Пока платьишко отмокает в тазу, лепим вареники с вишней. Сыпется мука, искорками блестит сахарный песок. Я вырезаю стаканом кружочки из теста. Не помню, отошли ли пятна с моего наряда, а вот вкус тех Марусиных вареников не забыт и спустя полвека…
У сестёр Вали и Шуры большой яблоневый сад. Лето давно перевалило за середину, скоро нам пора собираться в Москву. А пока я валяюсь в гамаке, который специально для меня повесили в густой тени деревьев, и листаю старые журналы. Прямо надо мной покачиваются спелые яблочки – алебастровый, полупрозрачный на солнце «белый налив», мельба с ярко-красным румянцем. Гнутся под их тяжестью ветки, их подпирают корявые рогатины. То тут, то там с коротким стуком, плоды падают в траву. Летят паутинки. Пахнет мёдом и приближающейся осенью…

Возвращение
Последний, голубоватый, осколок похож на капельку осеннего дождика, стекающую по оконному стеклу…
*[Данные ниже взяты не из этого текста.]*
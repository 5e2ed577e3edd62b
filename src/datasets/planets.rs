//! The `$planets` dataset.
//!
//! Nine rows from the NASA planetary fact sheet. This dataset is embedded
//! so tests and examples always have a small relation with known content;
//! `$satellites.planetId` joins to `id` here.

use crate::errors::Result;
use crate::morsel::{Column, Morsel};
use crate::schema::{RelationSchema, SchemaColumn};
use crate::value::{Value, ValueType};

pub fn schema() -> RelationSchema {
    let columns = vec![
        SchemaColumn::new("id", ValueType::Integer)
            .with_origin("$planets")
            .with_range(Value::Integer(1), Value::Integer(9)),
        SchemaColumn::new("name", ValueType::Varchar).with_origin("$planets"),
        SchemaColumn::new("mass", ValueType::Double).with_origin("$planets"),
        SchemaColumn::new("diameter", ValueType::Integer).with_origin("$planets"),
        SchemaColumn::new("density", ValueType::Integer).with_origin("$planets"),
        SchemaColumn::new("gravity", ValueType::Double).with_origin("$planets"),
        SchemaColumn::new("escapeVelocity", ValueType::Double)
            .with_origin("$planets")
            .with_aliases(vec!["escape_velocity".to_string()]),
        SchemaColumn::new("rotationPeriod", ValueType::Double)
            .with_origin("$planets")
            .with_aliases(vec!["rotation_period".to_string()]),
        SchemaColumn::new("lengthOfDay", ValueType::Double)
            .with_origin("$planets")
            .with_aliases(vec!["length_of_day".to_string()]),
        SchemaColumn::new("distanceFromSun", ValueType::Double)
            .with_origin("$planets")
            .with_aliases(vec!["distance_from_sun".to_string()]),
        SchemaColumn::new("perihelion", ValueType::Double).with_origin("$planets"),
        SchemaColumn::new("aphelion", ValueType::Double).with_origin("$planets"),
        SchemaColumn::new("orbitalPeriod", ValueType::Double)
            .with_origin("$planets")
            .with_aliases(vec!["orbital_period".to_string()]),
        SchemaColumn::new("orbitalVelocity", ValueType::Double)
            .with_origin("$planets")
            .with_aliases(vec!["orbital_velocity".to_string()]),
        SchemaColumn::new("orbitalInclination", ValueType::Double)
            .with_origin("$planets")
            .with_aliases(vec!["orbital_inclination".to_string()]),
        SchemaColumn::new("orbitalEccentricity", ValueType::Double)
            .with_origin("$planets")
            .with_aliases(vec!["orbital_eccentricity".to_string()]),
        SchemaColumn::new("obliquityToOrbit", ValueType::Double)
            .with_origin("$planets")
            .with_aliases(vec!["obliquity_to_orbit".to_string()]),
        SchemaColumn::new("meanTemperature", ValueType::Integer)
            .with_origin("$planets")
            .with_aliases(vec!["mean_temperature".to_string()]),
        SchemaColumn::new("surfacePressure", ValueType::Double)
            .with_origin("$planets")
            .with_aliases(vec!["surface_pressure".to_string()]),
        SchemaColumn::new("numberOfMoons", ValueType::Integer)
            .with_origin("$planets")
            .with_aliases(vec!["number_of_moons".to_string()]),
    ];
    RelationSchema::new("$planets", columns).with_row_count(9)
}

struct PlanetRow {
    id: i64,
    name: &'static str,
    mass: f64,
    diameter: i64,
    density: i64,
    gravity: f64,
    escape_velocity: f64,
    rotation_period: f64,
    length_of_day: f64,
    distance_from_sun: f64,
    perihelion: f64,
    aphelion: f64,
    orbital_period: f64,
    orbital_velocity: f64,
    orbital_inclination: f64,
    orbital_eccentricity: f64,
    obliquity_to_orbit: f64,
    mean_temperature: i64,
    surface_pressure: Option<f64>,
    number_of_moons: i64,
}

#[rustfmt::skip]
const PLANETS: [PlanetRow; 9] = [
    PlanetRow { id: 1, name: "Mercury", mass: 0.33,   diameter: 4879,   density: 5427, gravity: 3.7,  escape_velocity: 4.3,  rotation_period: 1407.6,  length_of_day: 4222.6, distance_from_sun: 57.9,   perihelion: 46.0,   aphelion: 69.8,   orbital_period: 88.0,    orbital_velocity: 47.4, orbital_inclination: 7.0,  orbital_eccentricity: 0.205, obliquity_to_orbit: 0.034, mean_temperature: 167,  surface_pressure: Some(0.0),     number_of_moons: 0 },
    PlanetRow { id: 2, name: "Venus",   mass: 4.87,   diameter: 12104,  density: 5243, gravity: 8.9,  escape_velocity: 10.4, rotation_period: -5832.5, length_of_day: 2802.0, distance_from_sun: 108.2,  perihelion: 107.5,  aphelion: 108.9,  orbital_period: 224.7,   orbital_velocity: 35.0, orbital_inclination: 3.4,  orbital_eccentricity: 0.007, obliquity_to_orbit: 177.4, mean_temperature: 464,  surface_pressure: Some(92.0),    number_of_moons: 0 },
    PlanetRow { id: 3, name: "Earth",   mass: 5.97,   diameter: 12756,  density: 5514, gravity: 9.8,  escape_velocity: 11.2, rotation_period: 23.9,    length_of_day: 24.0,   distance_from_sun: 149.6,  perihelion: 147.1,  aphelion: 152.1,  orbital_period: 365.2,   orbital_velocity: 29.8, orbital_inclination: 0.0,  orbital_eccentricity: 0.017, obliquity_to_orbit: 23.4,  mean_temperature: 15,   surface_pressure: Some(1.0),     number_of_moons: 1 },
    PlanetRow { id: 4, name: "Mars",    mass: 0.642,  diameter: 6792,   density: 3933, gravity: 3.7,  escape_velocity: 5.0,  rotation_period: 24.6,    length_of_day: 24.7,   distance_from_sun: 227.9,  perihelion: 206.6,  aphelion: 249.2,  orbital_period: 687.0,   orbital_velocity: 24.1, orbital_inclination: 1.9,  orbital_eccentricity: 0.094, obliquity_to_orbit: 25.2,  mean_temperature: -65,  surface_pressure: Some(0.01),    number_of_moons: 2 },
    PlanetRow { id: 5, name: "Jupiter", mass: 1898.0, diameter: 142984, density: 1326, gravity: 23.1, escape_velocity: 59.5, rotation_period: 9.9,     length_of_day: 9.9,    distance_from_sun: 778.6,  perihelion: 740.5,  aphelion: 816.6,  orbital_period: 4331.0,  orbital_velocity: 13.1, orbital_inclination: 1.3,  orbital_eccentricity: 0.049, obliquity_to_orbit: 3.1,   mean_temperature: -110, surface_pressure: None,          number_of_moons: 79 },
    PlanetRow { id: 6, name: "Saturn",  mass: 568.0,  diameter: 120536, density: 687,  gravity: 9.0,  escape_velocity: 35.5, rotation_period: 10.7,    length_of_day: 10.7,   distance_from_sun: 1433.5, perihelion: 1352.6, aphelion: 1514.5, orbital_period: 10747.0, orbital_velocity: 9.7,  orbital_inclination: 2.5,  orbital_eccentricity: 0.057, obliquity_to_orbit: 26.7,  mean_temperature: -140, surface_pressure: None,          number_of_moons: 62 },
    PlanetRow { id: 7, name: "Uranus",  mass: 86.8,   diameter: 51118,  density: 1271, gravity: 8.7,  escape_velocity: 21.3, rotation_period: -17.2,   length_of_day: 17.2,   distance_from_sun: 2872.5, perihelion: 2741.3, aphelion: 3003.6, orbital_period: 30589.0, orbital_velocity: 6.8,  orbital_inclination: 0.8,  orbital_eccentricity: 0.046, obliquity_to_orbit: 97.8,  mean_temperature: -195, surface_pressure: None,          number_of_moons: 27 },
    PlanetRow { id: 8, name: "Neptune", mass: 102.0,  diameter: 49528,  density: 1638, gravity: 11.0, escape_velocity: 23.5, rotation_period: 16.1,    length_of_day: 16.1,   distance_from_sun: 4495.1, perihelion: 4444.5, aphelion: 4545.7, orbital_period: 59800.0, orbital_velocity: 5.4,  orbital_inclination: 1.8,  orbital_eccentricity: 0.011, obliquity_to_orbit: 28.3,  mean_temperature: -200, surface_pressure: None,          number_of_moons: 14 },
    PlanetRow { id: 9, name: "Pluto",   mass: 0.0146, diameter: 2370,   density: 2095, gravity: 0.7,  escape_velocity: 1.3,  rotation_period: -153.3,  length_of_day: 153.3,  distance_from_sun: 5906.4, perihelion: 4436.8, aphelion: 7375.9, orbital_period: 90560.0, orbital_velocity: 4.7,  orbital_inclination: 17.2, orbital_eccentricity: 0.244, obliquity_to_orbit: 122.5, mean_temperature: -225, surface_pressure: Some(0.00001), number_of_moons: 5 },
];

pub fn read() -> Result<Morsel> {
    let ints = |f: fn(&PlanetRow) -> i64| PLANETS.iter().map(f).map(Value::Integer).collect();
    let doubles = |f: fn(&PlanetRow) -> f64| PLANETS.iter().map(f).map(Value::Double).collect();

    Morsel::new(vec![
        Column::from_values("id", ValueType::Integer, ints(|p| p.id)),
        Column::from_values(
            "name",
            ValueType::Varchar,
            PLANETS
                .iter()
                .map(|p| Value::Varchar(p.name.to_string()))
                .collect(),
        ),
        Column::from_values("mass", ValueType::Double, doubles(|p| p.mass)),
        Column::from_values("diameter", ValueType::Integer, ints(|p| p.diameter)),
        Column::from_values("density", ValueType::Integer, ints(|p| p.density)),
        Column::from_values("gravity", ValueType::Double, doubles(|p| p.gravity)),
        Column::from_values(
            "escapeVelocity",
            ValueType::Double,
            doubles(|p| p.escape_velocity),
        ),
        Column::from_values(
            "rotationPeriod",
            ValueType::Double,
            doubles(|p| p.rotation_period),
        ),
        Column::from_values(
            "lengthOfDay",
            ValueType::Double,
            doubles(|p| p.length_of_day),
        ),
        Column::from_values(
            "distanceFromSun",
            ValueType::Double,
            doubles(|p| p.distance_from_sun),
        ),
        Column::from_values("perihelion", ValueType::Double, doubles(|p| p.perihelion)),
        Column::from_values("aphelion", ValueType::Double, doubles(|p| p.aphelion)),
        Column::from_values(
            "orbitalPeriod",
            ValueType::Double,
            doubles(|p| p.orbital_period),
        ),
        Column::from_values(
            "orbitalVelocity",
            ValueType::Double,
            doubles(|p| p.orbital_velocity),
        ),
        Column::from_values(
            "orbitalInclination",
            ValueType::Double,
            doubles(|p| p.orbital_inclination),
        ),
        Column::from_values(
            "orbitalEccentricity",
            ValueType::Double,
            doubles(|p| p.orbital_eccentricity),
        ),
        Column::from_values(
            "obliquityToOrbit",
            ValueType::Double,
            doubles(|p| p.obliquity_to_orbit),
        ),
        Column::from_values(
            "meanTemperature",
            ValueType::Integer,
            ints(|p| p.mean_temperature),
        ),
        Column::from_values(
            "surfacePressure",
            ValueType::Double,
            PLANETS
                .iter()
                .map(|p| p.surface_pressure.map_or(Value::Null, Value::Double))
                .collect(),
        ),
        Column::from_values(
            "numberOfMoons",
            ValueType::Integer,
            ints(|p| p.number_of_moons),
        ),
    ])
}

#[cfg(test)]
mod tests {
    use super::*;

    #[test]
    fn first_row_is_mercury() {
        let morsel = read().expect("planets read");
        assert_eq!(morsel.shape(), (9, 20));
        assert_eq!(
            morsel.column_by_name("name").expect("name column").values[0],
            Value::Varchar("Mercury".into())
        );
    }

    #[test]
    fn gas_giants_have_no_surface_pressure() {
        let morsel = read().expect("planets read");
        let pressure = morsel
            .column_by_name("surfacePressure")
            .expect("surfacePressure column");
        assert!(pressure.values[4].is_null()); // Jupiter
        assert!(!pressure.values[2].is_null()); // Earth
    }
}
С вокзала такси везёт нас по новому адресу. Довольные, мама и папа наблюдают за нашей реакцией – вместо гулкой пустоты нас встречает обустроенная, современная квартира. Блестящий тёмными лакированными поверхностями гарнитур, большой раскладной диван, модная чешская люстра. В отдельной комнате меня ждёт письменный стол, полки для книг, уютная тахта и, о чудо, радиола с набором пластинок, почти как у тёти Сони. В шкафу приготовлена школьная форма.
Чувствуя себя ещё гостем в этой незнакомой обстановке, пристаю к родителям с вопросами:
– А хде у вас соседи? А у  гхород мы поедем? Это чей хвартук?
Мама в ужасе, ведь через несколько дней мне идти во французскую школу, куда был строгий отбор. А я говорю на каком-то странном диалекте:
– Тут мой полотенец висит?
Бабушка смеётся:
– Ну, там все так говорят. Не волнуйтесь, за неделю отвыкнет…
К 1 сентября я и правда уже по- московски «акала», звонко выговаривала «г». В первый учебный день бабушка привезла мне в подарок собрание сочинений Макаренко, в ярких голубых обложках, почти как мой последний осколок. Такая вот «педагогическая поэма»…
Бабушка уходила долго и тяжело, мучимая неизлечимой болезнью. Она успела погулять на моей свадьбе, понянчить нашу старшую дочь, которую называла исключительно на французский манер – Катрин. И всё равно до обидного рано…Всю жизнь она оставалась для меня верным другом и наперсницей, а калейдоскоп моей памяти хранит ещё много воспоминаний, наполненных её светом и добротой.